We’ve long said that those responsible for using chemical weapons must be held to account, and that everyone responsible for these war crimes must be dealt with accordingly. Unless we act on those words, we risk normalising the use of chemical weapons. Demonstrating this Council’s collective commitment to pursue accountability for such crimes will make others think twice before using chemical weapons. It will reinforce the credibility of the UN, the OPCW, and the wider international system. It is therefore essential that we have a robust international response. We must work together to see justice for the victims of these heinous weapons, and to ensure that the use of chemical weapons by anyone, anywhere, stops.

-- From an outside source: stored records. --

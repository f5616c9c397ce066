//! Headless demo runner.
//!
//! Runs the simulation for a fixed number of ticks with a seeded random
//! wander script standing in for a human on the controls, logging effect
//! triggers as they fire. Useful for smoke-testing a level layout from
//! the command line.

use clap::Parser;
use log::{debug, info, warn};

use toydash::components::gridposition::GridPosition;
use toydash::components::player::{ControlScheme, Player};
use toydash::game::Game;
use toydash::resources::clipstore::ClipStore;
use toydash::resources::gameconfig::GameConfig;
use toydash::resources::input::DirectionControl;
use toydash::resources::layout::LevelLayout;

#[derive(Parser, Debug)]
#[command(author, version, about = "Headless toydash simulation runner")]
struct Cli {
    /// Path to the INI configuration file
    #[arg(short, long, default_value = "./config.ini")]
    config: String,

    /// Path to a JSON level layout
    #[arg(short, long)]
    layout: Option<String>,

    /// Path to a JSON clip table (defaults to the built-in strip)
    #[arg(long)]
    clips: Option<String>,

    /// Number of ticks to simulate
    #[arg(short, long, default_value_t = 600)]
    ticks: u32,

    /// Seed for the wander script
    #[arg(short, long, default_value_t = 42)]
    seed: u64,
}

const TICK_SECONDS: f32 = 1.0 / 60.0;
const TICK_MILLIS: f64 = 1000.0 / 60.0;

fn main() -> Result<(), String> {
    env_logger::Builder::from_env(env_logger::Env::default().default_filter_or("info")).init();
    let cli = Cli::parse();

    let mut config = GameConfig::with_path(&cli.config);
    if let Err(e) = config.load_from_file() {
        warn!("{}; using default configuration", e);
    }
    let clips = match &cli.clips {
        Some(path) => ClipStore::load_from_file(path)?,
        None => ClipStore::default(),
    };
    let layout = match &cli.layout {
        Some(path) => LevelLayout::load_from_file(path)?,
        None => LevelLayout::empty(),
    };

    let (mut game, effect_rx) = Game::new(config, clips, &layout)?;

    let mut rng = fastrand::Rng::with_seed(cli.seed);
    let mut held: Option<DirectionControl> = None;
    let mut now_ms = 0.0;

    for tick in 0..cli.ticks {
        // change heading every half second or so
        if tick % 30 == 0 {
            if let Some(dir) = held.take() {
                game.release_control(ControlScheme::Main, dir);
            }
            if rng.u8(..4) > 0 {
                let dir = match rng.u8(..4) {
                    0 => DirectionControl::Up,
                    1 => DirectionControl::Down,
                    2 => DirectionControl::Left,
                    _ => DirectionControl::Right,
                };
                game.press_control(ControlScheme::Main, dir);
                held = Some(dir);
            }
        }

        now_ms += TICK_MILLIS;
        game.tick(TICK_SECONDS, now_ms);

        for effect in effect_rx.try_iter() {
            debug!("tick {}: effect {:?}", tick, effect);
        }
    }

    let entity = game.player();
    let world = game.world();
    if let (Some(player), Some(position)) =
        (world.get::<Player>(entity), world.get::<GridPosition>(entity))
    {
        info!(
            "simulated {} ticks: player at {:?}, score {}, {}",
            cli.ticks,
            position.pos,
            player.score,
            if player.dead { "dead" } else { "alive" }
        );
    }
    Ok(())
}
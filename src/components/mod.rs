//! ECS components for entities.
//!
//! This module groups all component types that can be attached to entities
//! on the board. Components define data such as position, kinematics,
//! animation playback, inventory, and contact behavior.
//!
//! Submodules overview:
//! - [`animation`] – clip ranges, the clip id set, and the playback cursor
//! - [`contact`] – contact emitter variants and the action tag set
//! - [`gridposition`] – fractional grid-space position for an entity
//! - [`inventory`] – carried toy parts with unique membership
//! - [`platform`] – platform attachment and the patrol mover
//! - [`player`] – player bookkeeping: state, facing, death, ice pulse
//! - [`rigidbody`] – velocity with per-axis acceleration parameters
//! - [`timer`] – respawn countdown ticked by simulation time

pub mod animation;
pub mod contact;
pub mod gridposition;
pub mod inventory;
pub mod platform;
pub mod player;
pub mod rigidbody;
pub mod timer;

When this Convention entered into force, nearly 20 years ago, we established collectively a norm that chemical weapons use would not be tolerated. We all stood up for our common belief that such weapons had to be consigned to the past. We urge our fellow Executive Council members to stand up again now for the founding principle of the Chemical Weapons Convention. We urge our fellow Executive Council members to express unanimous horror about the finding that a State Party to the Convention has used chemical weapons. We urge our fellow Executive Council members to express horror that a terrorist group has also used chemical weapons. Adoption, by consensus, of the Decision proposed by the United States would send a positive message in dark times that this Council accepts its responsibilities, and that we will respond to such terrible crimes effectively, and with one voice.